**Exercise**
From the entries that follow, copy each line in which "static" appears.

(Dataset entries)
BEGIN
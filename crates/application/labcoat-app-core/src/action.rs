use std::fmt;

use labcoat_core::BuildRef;
use uuid::Uuid;

/// Tags one in-flight action so late outcomes can be told apart.
pub type ActionRunId = Uuid;

#[derive(Debug, Clone, Copy, PartialEq, Eq, Hash)]
pub enum ActionKind {
    Retry,
    Erase,
    Cancel,
}

impl ActionKind {
    pub const ALL: [ActionKind; 3] = [ActionKind::Retry, ActionKind::Erase, ActionKind::Cancel];

    pub fn verb(self) -> &'static str {
        match self {
            ActionKind::Retry => "retry",
            ActionKind::Erase => "erase",
            ActionKind::Cancel => "cancel",
        }
    }

    pub fn success_message(self) -> &'static str {
        match self {
            ActionKind::Retry => "Build started",
            ActionKind::Erase => "Build erased",
            ActionKind::Cancel => "Build canceled",
        }
    }

    pub fn failure_message(self) -> &'static str {
        match self {
            ActionKind::Retry => "Unable to retry build",
            ActionKind::Erase => "Unable to erase build",
            ActionKind::Cancel => "Unable to cancel build",
        }
    }
}

impl fmt::Display for ActionKind {
    fn fmt(&self, f: &mut fmt::Formatter<'_>) -> fmt::Result {
        f.write_str(self.verb())
    }
}

#[derive(Debug, Clone, Copy, PartialEq, Eq)]
pub struct ActionRequest {
    pub kind: ActionKind,
    pub target: BuildRef,
}

impl ActionRequest {
    pub fn new(kind: ActionKind, target: BuildRef) -> Self {
        Self { kind, target }
    }
}

#[derive(Debug, thiserror::Error)]
pub enum ActionError {
    #[error("an action for build {target} is already in flight")]
    Busy { target: BuildRef },
    #[error("{kind} of build {target} failed: {cause:#}")]
    RequestFailed {
        kind: ActionKind,
        target: BuildRef,
        cause: anyhow::Error,
    },
}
END
**Output below**
    pub fn verb(self) -> &'static str {
    pub fn success_message(self) -> &'static str {
    pub fn failure_message(self) -> &'static str {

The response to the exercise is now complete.